A compaixão antes da segurança
No pátio do hospital, uma estátua de Nossa Senhora encontra-se diante da antiga capela. Domina todo o edifício e arredores. À noite, quando está iluminada parece ter um olhar materno sobre a cidade, como Maria na manjedoura. No jardim encontra-se laranjais, oliveiras, símbolos de paz, que parecem plantados aqui como uma evidência. Nesta manhã, uma jovem francesa fala, feliz, com um amigo palestino. É estagiária na unidade de ginecologia. Marjolaine passou vários meses do ano passado na unidade de maternidade. “Na minha família e também meus amigos sorriem quando digo que trabalhei na unidade de maternidade de Belém” diz. “O Hospital da Sagrada Família é um lugar verdadeiramente cristão, estamos muito próximos da Natividade, mas é sobretudo uma mensagem de paz e representa toda a sociedade palestina. Vemos as crianças que nascem e as suas famílias. Percebemos também qual é o lugar das mulheres”, acrescenta.
Uma grande árvore de Natal deve ainda ser enfeitada em uma sala da maternidade. Todos os funcionários do hospital levarão os enfeites. Aqui o Natal é celebrado três vezes pelos cristãos de Belém: no dia 25 de dezembro para os católicos, 6 de janeiro para os ortodoxos e 19 de janeiro para os armênios. Três motivos para celebrar com alegria o nascimento de Cristo.

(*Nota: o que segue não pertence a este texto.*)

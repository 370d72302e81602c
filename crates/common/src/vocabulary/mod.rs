//! Closed analysis vocabularies
//!
//! Sentiment, priority and competitor mention are stored as fixed codes.
//! Free-form labels coming from spreadsheets, older clients or the text
//! generation service (including the legacy Russian labels such as
//! "Негативный" or "Очень важный") are translated here and nowhere else.

use sea_orm::entity::prelude::*;
use serde::{Deserialize, Serialize};
use std::fmt;

/// Delimiter used when tags are stored as a single column
pub const TAG_DELIMITER: char = ',';

/// Lowercase, trim and strip the punctuation models like to wrap answers in
fn normalize(label: &str) -> String {
    label
        .trim()
        .trim_matches(|c: char| c == '"' || c == '\'' || c == '.' || c == '«' || c == '»' || c == '`')
        .trim()
        .to_lowercase()
        .replace(['_', '-'], " ")
}

#[derive(Debug, Clone, Copy, PartialEq, Eq, Hash, EnumIter, DeriveActiveEnum, Serialize, Deserialize)]
#[sea_orm(rs_type = "String", db_type = "Text")]
#[serde(rename_all = "snake_case", try_from = "String")]
pub enum Sentiment {
    #[sea_orm(string_value = "positive")]
    Positive,
    #[sea_orm(string_value = "neutral")]
    Neutral,
    #[sea_orm(string_value = "negative")]
    Negative,
}

impl Sentiment {
    pub fn as_str(&self) -> &'static str {
        match self {
            Sentiment::Positive => "positive",
            Sentiment::Neutral => "neutral",
            Sentiment::Negative => "negative",
        }
    }

    /// Parse a stored code, an English label or a legacy label
    pub fn from_label(label: &str) -> Option<Self> {
        match normalize(label).as_str() {
            "positive" | "позитивный" | "позитивная" | "позитивные" | "положительный" => {
                Some(Sentiment::Positive)
            }
            "neutral" | "нейтральный" | "нейтральная" | "нейтральные" => Some(Sentiment::Neutral),
            "negative" | "негативный" | "негативная" | "негативные" | "отрицательный" => {
                Some(Sentiment::Negative)
            }
            _ => None,
        }
    }
}

#[derive(Debug, Clone, Copy, PartialEq, Eq, Hash, PartialOrd, Ord, EnumIter, DeriveActiveEnum, Serialize, Deserialize)]
#[sea_orm(rs_type = "String", db_type = "Text")]
#[serde(rename_all = "snake_case", try_from = "String")]
pub enum Priority {
    #[sea_orm(string_value = "very_important")]
    VeryImportant,
    #[sea_orm(string_value = "important")]
    Important,
    #[sea_orm(string_value = "ordinary")]
    Ordinary,
}

impl Priority {
    pub fn as_str(&self) -> &'static str {
        match self {
            Priority::VeryImportant => "very_important",
            Priority::Important => "important",
            Priority::Ordinary => "ordinary",
        }
    }

    pub fn from_label(label: &str) -> Option<Self> {
        match normalize(label).as_str() {
            "very important" | "critical" | "очень важный" | "очень важно" | "критичный" => {
                Some(Priority::VeryImportant)
            }
            "important" | "важный" | "важно" => Some(Priority::Important),
            "ordinary" | "normal" | "low" | "обычный" | "не важный" | "неважный" => {
                Some(Priority::Ordinary)
            }
            _ => None,
        }
    }
}

#[derive(Debug, Clone, Copy, PartialEq, Eq, Hash, EnumIter, DeriveActiveEnum, Serialize, Deserialize)]
#[sea_orm(rs_type = "String", db_type = "Text")]
#[serde(try_from = "String")]
pub enum CompetitorMention {
    #[sea_orm(string_value = "true")]
    #[serde(rename = "true")]
    Mentioned,
    #[sea_orm(string_value = "false")]
    #[serde(rename = "false")]
    NotMentioned,
}

impl CompetitorMention {
    pub fn as_str(&self) -> &'static str {
        match self {
            CompetitorMention::Mentioned => "true",
            CompetitorMention::NotMentioned => "false",
        }
    }

    pub fn from_label(label: &str) -> Option<Self> {
        match normalize(label).as_str() {
            "true" | "1" | "yes" | "mentioned" | "да" => Some(CompetitorMention::Mentioned),
            "false" | "0" | "no" | "not mentioned" | "нет" => Some(CompetitorMention::NotMentioned),
            _ => None,
        }
    }
}

macro_rules! label_conversions {
    ($ty:ident, $what:literal) => {
        impl TryFrom<String> for $ty {
            type Error = String;

            fn try_from(value: String) -> Result<Self, Self::Error> {
                $ty::from_label(&value).ok_or_else(|| format!("unknown {} '{}'", $what, value))
            }
        }

        impl fmt::Display for $ty {
            fn fmt(&self, f: &mut fmt::Formatter<'_>) -> fmt::Result {
                f.write_str(self.as_str())
            }
        }
    };
}

label_conversions!(Sentiment, "sentiment");
label_conversions!(Priority, "priority");
label_conversions!(CompetitorMention, "competitor mention");

/// One analysis attribute of a processed review
#[derive(Debug, Clone, Copy, PartialEq, Eq, Hash, Serialize, Deserialize)]
#[serde(rename_all = "camelCase")]
pub enum Dimension {
    Theme,
    Category,
    Tags,
    Sentiment,
    Priority,
    CompetitorMention,
}

impl Dimension {
    /// Fixed order used by the sequential analysis pass
    pub const ALL: [Dimension; 6] = [
        Dimension::Theme,
        Dimension::Category,
        Dimension::Tags,
        Dimension::Sentiment,
        Dimension::Priority,
        Dimension::CompetitorMention,
    ];

    /// Field name used in JSON responses
    pub fn as_str(&self) -> &'static str {
        match self {
            Dimension::Theme => "theme",
            Dimension::Category => "category",
            Dimension::Tags => "tags",
            Dimension::Sentiment => "sentiment",
            Dimension::Priority => "priority",
            Dimension::CompetitorMention => "competitorMention",
        }
    }
}

impl fmt::Display for Dimension {
    fn fmt(&self, f: &mut fmt::Formatter<'_>) -> fmt::Result {
        f.write_str(self.as_str())
    }
}

/// The value produced by analyzing one dimension
#[derive(Debug, Clone, PartialEq, Eq, Serialize)]
#[serde(untagged)]
pub enum DimensionValue {
    Theme(String),
    Category(String),
    Tags(Vec<String>),
    Sentiment(Sentiment),
    Priority(Priority),
    CompetitorMention(CompetitorMention),
}

impl DimensionValue {
    pub fn dimension(&self) -> Dimension {
        match self {
            DimensionValue::Theme(_) => Dimension::Theme,
            DimensionValue::Category(_) => Dimension::Category,
            DimensionValue::Tags(_) => Dimension::Tags,
            DimensionValue::Sentiment(_) => Dimension::Sentiment,
            DimensionValue::Priority(_) => Dimension::Priority,
            DimensionValue::CompetitorMention(_) => Dimension::CompetitorMention,
        }
    }
}

/// Join tags into their stored form, or `None` when there are none
pub fn join_tags(tags: &[String]) -> Option<String> {
    let cleaned: Vec<String> = tags
        .iter()
        .map(|t| t.replace(TAG_DELIMITER, " ").trim().to_string())
        .filter(|t| !t.is_empty())
        .collect();

    if cleaned.is_empty() {
        None
    } else {
        Some(cleaned.join(&format!("{} ", TAG_DELIMITER)))
    }
}

/// Split a stored tag column back into an ordered list
pub fn split_tags(stored: &str) -> Vec<String> {
    stored
        .split(TAG_DELIMITER)
        .map(str::trim)
        .filter(|t| !t.is_empty())
        .map(String::from)
        .collect()
}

No decorrer da visita, Denis Sevaistre nos conta um caso que o marcou e que vale muitos discursos. “Conseguimos mandar uma criança a Tel Aviv em plena festividade judaica de Yom Kippur, quando estava tudo fechado. A criança precisava de uma cirurgia no coração com urgência. No fim chamaram a equipe de cirurgiões e nos mandaram até mesmo uma condução especializada para o transporte”. O diretor da maternidade fala também dos soldados israelenses que, nos checkpoint, ajudam a transferir um recém-nascido em um carro para atravessar o muro. Se não for possível ver à primeira vista, é exatamente ali, nestas pequenas cenas de vida em Belém, que está o milagre do Príncipe da Paz.